Not that I’m aspiring to Sartre, but being in the presence of so many academics brings out the natural existentialist in me. Religion is a funny field to engage in higher education. We are studying an intangible. Many would say an illusion. If we are too bold about what we find, no shaking hand will deign to sign the paycheck, and so we carry on, innocuous, unperturbed, self-assured. At conferences like this I sometimes sit back and watch others walk by. Having entered the academic world from humble, uneducated beginnings, I have no pretensions about what I do. Or where I might go. Yet I hear idolatrous whispers following those who’ve made a name for themselves. God-struck grad students with that theophanic gaze leveled at the man (sometimes woman) whose name graces the cover of so many books. God’s very representative here on earth. Incarnate in this very room.

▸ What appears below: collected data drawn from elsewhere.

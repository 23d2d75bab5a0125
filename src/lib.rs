//! Scenario-based HTTP load testing engine.
//!
//! A validated plan (the hammer) drives a pool of virtual users, each
//! executing a multi-step HTTP scenario at scheduled tick times. Results
//! flow through a bounded, optionally sampled pipeline to a report sink.

pub mod assertion;
pub mod config;
pub mod data_source;
pub mod engine;
pub mod errors;
pub mod extractor;
pub mod interpolate;
pub mod pipeline;
pub mod plan;
pub mod report;
pub mod reporter;
pub mod requester;
pub mod runner;
pub mod schedule;

pub use config::PlanFile;
pub use engine::Engine;
pub use plan::Hammer;
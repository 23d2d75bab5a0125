//! `{{var}}` placeholder substitution against an iteration environment.
//!
//! Placeholders that name an unknown variable are left in place so the
//! outgoing request makes the mistake visible instead of silently sending an
//! empty value.

use std::collections::HashMap;
use std::sync::OnceLock;

use regex::Regex;
use serde_json::Value;

fn placeholder_re() -> &'static Regex {
    static RE: OnceLock<Regex> = OnceLock::new();
    RE.get_or_init(|| {
        Regex::new(r"\{\{\s*([A-Za-z_][A-Za-z0-9_.\-]*)\s*\}\}").expect("valid placeholder regex")
    })
}

/// Render an environment value for injection into a string context.
///
/// Strings are inserted verbatim (no JSON quoting); everything else uses its
/// compact JSON representation.
pub fn value_to_string(value: &Value) -> String {
    match value {
        Value::String(s) => s.clone(),
        other => other.to_string(),
    }
}

/// Replace every `{{var}}` in `input` with the matching env value.
pub fn interpolate(input: &str, env: &HashMap<String, Value>) -> String {
    if !input.contains("{{") {
        return input.to_string();
    }
    placeholder_re()
        .replace_all(input, |caps: &regex::Captures<'_>| {
            let name = &caps[1];
            match env.get(name) {
                Some(value) => value_to_string(value),
                None => caps[0].to_string(),
            }
        })
        .into_owned()
}

/// Interpolate a payload, leaving non-UTF-8 bodies (e.g. binary multipart
/// parts) untouched.
pub fn interpolate_payload(payload: &[u8], env: &HashMap<String, Value>) -> Vec<u8> {
    match std::str::from_utf8(payload) {
        Ok(text) if text.contains("{{") => interpolate(text, env).into_bytes(),
        _ => payload.to_vec(),
    }
}
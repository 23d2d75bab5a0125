//! JSON plan intake: a plan document in, a validated `Hammer` out.
//!
//! Everything that can be resolved ahead of the run is resolved here:
//! payload bytes (multipart wins over file wins over inline), TLS material,
//! CSV row sources, parsed sleep specs and the enumerated step options.
//! Unknown step custom keys are warnings, not errors.

use std::collections::HashMap;
use std::path::Path;

use rand::distributions::Alphanumeric;
use rand::Rng;
use reqwest::{Method, Url};
use serde::Deserialize;
use serde_json::Value;
use tracing::warn;

use crate::assertion;
use crate::data_source::{CsvSpec, RowOrder, RowSource, VarKind, VarTag};
use crate::errors::ConfigError;
use crate::plan::{
    BasicAuth, Bucket, CaptureSource, CaptureSpec, Extract, Hammer, LoadShape, ProxyPolicy,
    ReportDestination, Scenario, SleepSpec, Step, StepOptions, TlsMaterial,
    DEFAULT_DURATION_SECS, DEFAULT_ITERATION_COUNT, DEFAULT_TIMEOUT_SECS,
};

fn default_load_type() -> String {
    "linear".to_string()
}

fn default_duration() -> u64 {
    DEFAULT_DURATION_SECS
}

fn default_output() -> String {
    "stdout".to_string()
}

fn default_method() -> String {
    "GET".to_string()
}

fn default_timeout() -> u64 {
    DEFAULT_TIMEOUT_SECS
}

fn default_delimiter() -> String {
    ",".to_string()
}

fn default_true() -> bool {
    true
}

fn default_order() -> String {
    "random".to_string()
}

fn default_tag_type() -> String {
    "string".to_string()
}

fn default_match_no() -> usize {
    1
}

/// Header values accept both the single-string and the string-list forms;
/// the internal representation is always multi-valued.
#[derive(Debug, Clone, Deserialize)]
#[serde(untagged)]
enum OneOrMany {
    One(String),
    Many(Vec<String>),
}

#[derive(Debug, Deserialize)]
struct ManualLoadEntry {
    duration: u64,
    count: u64,
}

#[derive(Debug, Deserialize)]
struct AuthEntry {
    #[serde(default, rename = "type")]
    auth_type: String,
    #[serde(default)]
    username: String,
    #[serde(default)]
    password: String,
}

#[derive(Debug, Deserialize)]
struct MultipartPartEntry {
    name: String,
    #[serde(default)]
    value: String,
    #[serde(default, rename = "type")]
    part_type: String,
    #[serde(default)]
    src: String,
}

#[derive(Debug, Deserialize)]
struct RegexCaptureEntry {
    exp: String,
    #[serde(default = "default_match_no", rename = "matchNo")]
    match_no: usize,
}

#[derive(Debug, Deserialize)]
struct CaptureEntry {
    #[serde(default)]
    json_path: Option<String>,
    #[serde(default)]
    xpath: Option<String>,
    #[serde(default)]
    regexp: Option<RegexCaptureEntry>,
    from: String,
    #[serde(default)]
    header_key: Option<String>,
}

#[derive(Debug, Deserialize)]
struct TagEntry {
    tag: String,
    #[serde(default = "default_tag_type", rename = "type")]
    tag_type: String,
}

#[derive(Debug, Deserialize)]
struct CsvEntry {
    path: String,
    #[serde(default = "default_delimiter")]
    delimiter: String,
    #[serde(default)]
    skip_first_line: bool,
    #[serde(default = "default_true")]
    skip_empty_line: bool,
    #[serde(default)]
    allow_quota: bool,
    #[serde(default)]
    vars: HashMap<String, TagEntry>,
    #[serde(default = "default_order")]
    order: String,
}

#[derive(Debug, Deserialize)]
struct StepEntry {
    #[serde(default)]
    id: u16,
    #[serde(default)]
    name: String,
    url: String,
    #[serde(default)]
    auth: Option<AuthEntry>,
    #[serde(default = "default_method")]
    method: String,
    #[serde(default)]
    headers: Option<HashMap<String, OneOrMany>>,
    #[serde(default)]
    payload: String,
    #[serde(default)]
    payload_file: String,
    #[serde(default)]
    payload_multipart: Vec<MultipartPartEntry>,
    #[serde(default = "default_timeout")]
    timeout: u64,
    #[serde(default)]
    sleep: String,
    #[serde(default)]
    others: HashMap<String, Value>,
    #[serde(default)]
    cert_path: String,
    #[serde(default)]
    cert_key_path: String,
    #[serde(default)]
    capture_env: HashMap<String, CaptureEntry>,
    #[serde(default, rename = "assertion")]
    assertions: Vec<String>,
}
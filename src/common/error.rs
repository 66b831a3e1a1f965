// src/common/error.rs

use axum::{
    Json,
    http::StatusCode,
    response::{IntoResponse, Response},
};
use serde_json::{Value, json};
use thiserror::Error;

// Nosso tipo de erro, com `thiserror` para melhor ergonomia.
#[derive(Debug, Error)]
pub enum AppError {
    #[error("Erro de validação")]
    ValidationError(#[from] validator::ValidationErrors),

    #[error("E-mail já existe")]
    EmailAlreadyExists,

    #[error("Credenciais inválidas")]
    InvalidCredentials,

    #[error("Token inválido")]
    InvalidToken,

    // Nenhum hospital cadastrado: o auto-provisionamento de identidade
    // não tem onde alocar o funcionário. Fatal, não é retentado.
    #[error("Nenhum hospital disponível")]
    NoTenantAvailable,

    #[error("Acesso negado: {0}")]
    Forbidden(String),

    #[error("{0} não encontrado(a)")]
    NotFound(&'static str),

    // Falha de persistência na criação de sala que NÃO casa com a
    // assinatura de capacidade ausente; sobe para o chamador sem retry.
    #[error("Falha ao criar a sala de chat")]
    RoomCreationFailed(#[source] sqlx::Error),

    #[error("Falha ao enviar a mensagem")]
    MessageSendFailed(#[source] sqlx::Error),

    // Variante para erros de banco de dados (sqlx)
    #[error("Erro de banco de dados")]
    DatabaseError(#[from] sqlx::Error),

    // Variante genérica para qualquer outro erro inesperado
    #[error("Erro interno do servidor")]
    InternalServerError(#[from] anyhow::Error),

    #[error("Erro de Bcrypt: {0}")]
    BcryptError(#[from] bcrypt::BcryptError),

    #[error("Erro de JWT: {0}")]
    JwtError(#[from] jsonwebtoken::errors::Error),
}

impl AppError {
    // Erro de validação pontual, no mesmo formato dos payloads `Validate`
    pub fn field(field: &'static str, message: &'static str) -> Self {
        let mut errors = validator::ValidationErrors::new();
        let mut error = validator::ValidationError::new("invalid");
        error.message = Some(message.into());
        errors.add(field, error);
        AppError::ValidationError(errors)
    }
}

impl IntoResponse for AppError {
    fn into_response(self) -> Response {
        let (status, error_message) = match self {
            // Retorna todos os detalhes da validação, campo a campo.
            AppError::ValidationError(errors) => {
                let mut details = std::collections::HashMap::new();
                for (field, field_errors) in errors.field_errors() {
                    let messages: Vec<String> = field_errors
                        .iter()
                        .filter_map(|e| e.message.as_ref().map(|m| m.to_string()))
                        .collect();
                    details.insert(field.to_string(), messages);
                }
                let body = Json(json!({
                    "error": "Um ou mais campos são inválidos.",
                    "details": details,
                }));
                return (StatusCode::BAD_REQUEST, body).into_response();
            }
            AppError::EmailAlreadyExists => {
                (StatusCode::CONFLICT, "Este e-mail já está em uso.".to_string())
            }
            AppError::InvalidCredentials => {
                (StatusCode::UNAUTHORIZED, "E-mail ou senha inválidos.".to_string())
            }
            AppError::InvalidToken => (
                StatusCode::UNAUTHORIZED,
                "Token de autenticação inválido ou ausente.".to_string(),
            ),
            AppError::NoTenantAvailable => (
                StatusCode::CONFLICT,
                "Nenhum hospital cadastrado: crie um hospital antes de provisionar funcionários."
                    .to_string(),
            ),
            AppError::Forbidden(msg) => (StatusCode::FORBIDDEN, msg),
            AppError::NotFound(what) => {
                (StatusCode::NOT_FOUND, format!("{what} não encontrado(a)."))
            }
            AppError::RoomCreationFailed(ref cause) => {
                tracing::error!("Falha ao criar sala: {cause}");
                (
                    StatusCode::INTERNAL_SERVER_ERROR,
                    "Não foi possível criar a sala. Tente novamente.".to_string(),
                )
            }
            AppError::MessageSendFailed(ref cause) => {
                tracing::error!("Falha ao enviar mensagem: {cause}");
                (
                    StatusCode::INTERNAL_SERVER_ERROR,
                    "Não foi possível enviar a mensagem. Tente novamente.".to_string(),
                )
            }

            // Todos os outros erros (DatabaseError, InternalServerError) viram 500.
            // O `tracing` loga a mensagem detalhada que `thiserror` nos deu.
            ref e => {
                tracing::error!("Erro Interno do Servidor: {}", e);
                (
                    StatusCode::INTERNAL_SERVER_ERROR,
                    "Ocorreu um erro inesperado.".to_string(),
                )
            }
        };

        // Resposta padrão para erros simples que só têm uma mensagem.
        let body = Json(json!({ "error": error_message }));
        (status, body).into_response()
    }
}

// Rejeição usada pelos extratores de middleware (auth, rbac):
// um erro já "achatado" em status + mensagem.
#[derive(Debug)]
pub struct ApiError {
    pub status: StatusCode,
    pub error: String,
    pub details: Option<Value>,
}

impl IntoResponse for ApiError {
    fn into_response(self) -> Response {
        let body = match self.details {
            Some(details) => Json(json!({ "error": self.error, "details": details })),
            None => Json(json!({ "error": self.error })),
        };
        (self.status, body).into_response()
    }
}
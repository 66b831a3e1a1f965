pub mod auth;
pub mod chat;
pub mod employee;
pub mod notification;
// src/services/notification_service.rs

use uuid::Uuid;

use crate::{
    common::error::AppError,
    db::{EmployeeRepository, NotificationRepository},
    models::{
        employee::{Employee, EmployeeStatus},
        notification::Notification,
    },
};

#[derive(Clone)]
pub struct NotificationService {
    repo: NotificationRepository,
    employee_repo: EmployeeRepository,
}

impl NotificationService {
    pub fn new(repo: NotificationRepository, employee_repo: EmployeeRepository) -> Self {
        Self { repo, employee_repo }
    }

    // Fan-out de um evento de negócio: N linhas, uma por funcionário
    // ativo do hospital, excluindo o autor do evento.
    pub async fn notify_hospital(
        &self,
        actor: &Employee,
        notification_type: &str,
        title: &str,
        message: &str,
        related_id: Option<Uuid>,
    ) -> Result<u64, AppError> {
        let recipients: Vec<Uuid> = self
            .employee_repo
            .list_by_hospital(actor.hospital_id)
            .await?
            .into_iter()
            .filter(|e| e.status == EmployeeStatus::Active && e.id != actor.id)
            .map(|e| e.id)
            .collect();

        if recipients.is_empty() {
            return Ok(0);
        }

        let inserted = self
            .repo
            .insert_for_recipients(
                &recipients,
                notification_type,
                actor.hospital_id,
                title,
                message,
                related_id,
            )
            .await?;

        tracing::info!(
            "📣 Anúncio '{}' entregue a {} destinatário(s)",
            title,
            inserted
        );
        Ok(inserted)
    }

    pub async fn list_mine(&self, employee: &Employee) -> Result<Vec<Notification>, AppError> {
        self.repo.list_for_user(employee.id).await
    }

    // Só o destinatário mexe no próprio is_read
    pub async fn mark_read(&self, employee: &Employee, id: Uuid) -> Result<(), AppError> {
        if self.repo.mark_read(id, employee.id).await? {
            Ok(())
        } else {
            Err(AppError::NotFound("Notificação"))
        }
    }

    pub async fn mark_all_read(&self, employee: &Employee) -> Result<u64, AppError> {
        self.repo.mark_all_read(employee.id).await
    }
}
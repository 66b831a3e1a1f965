// src/middleware/rbac.rs

use axum::{
    extract::FromRequestParts,
    http::{StatusCode, request::Parts},
};

use crate::{
    common::error::ApiError,
    models::employee::Employee,
    services::permission::{PermissionSet, derive_permissions},
};

// O guardião de papel: exige que o funcionário autenticado seja admin
// (admin ou super_admin). As flags vêm do Permission Evaluator, uma
// função pura do cadastro — nenhuma ida ao banco aqui.
pub struct RequireAdmin(pub PermissionSet);

impl<S> FromRequestParts<S> for RequireAdmin
where
    S: Send + Sync,
{
    type Rejection = ApiError;

    async fn from_request_parts(parts: &mut Parts, _state: &S) -> Result<Self, Self::Rejection> {
        // A. Extrai o funcionário injetado pelo auth_guard
        let employee = parts.extensions.get::<Employee>();

        // B. Deriva as flags
        let permissions = derive_permissions(employee);

        // C. Verifica
        if !permissions.is_admin {
            return Err(ApiError {
                status: StatusCode::FORBIDDEN,
                error: "Você precisa ser administrador para realizar esta ação.".to_string(),
                details: None,
            });
        }

        Ok(RequireAdmin(permissions))
    }
}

I entered religious studies because I arrived at college knowing nothing. An exasperated freshman advisor finally insisted I chose a major. I said I didn’t know. “But what are you interested in?” To me religion wasn’t as much an interest as an imperative. Some churches raise their young to believe that all else is vanity. Every moment should be spent seeking that elusive deity, the one whose very words the clergy speak. I fell into religious studies. I fell far. Reading the Bible multiple times as a teen, classes weren’t that challenging. Ideas were. There comes a time, undefined so as not to be pinpointed, when an invisible line is crossed. Then, when you look back, everything has changed. A dark secret has been planted deep in your psyche and you realize that you are a religion scholar. There is no turning back.

No Einsteins exist in the world of the academic study of religion, but gods abound. Watching colleagues who’ve achieved the dream, who’ve been tenured and pampered and paid well to deign to share their lofty thoughts with the rest of us, I feel like I’m watching shadow puppets against a blank wall. When will they get God into the laboratory and switch on their fancy, humming machines, and the one that goes “ping,” to uncover the truth of the universe? How much lower can we mere mortals stoop? It often feels like I missed that crucial first day of school. Having peered long over the ledge, however, I realize that we are all in this together. Has anyone ever bothered to count the homeless in San Francisco? Has anyone ever bothered to look into their eyes? And that guy with high name recognition? I’ll ask him to write a book. And I will fawn and coo. Why? Because I know the hand that signs the check, and I know the price of idolatry.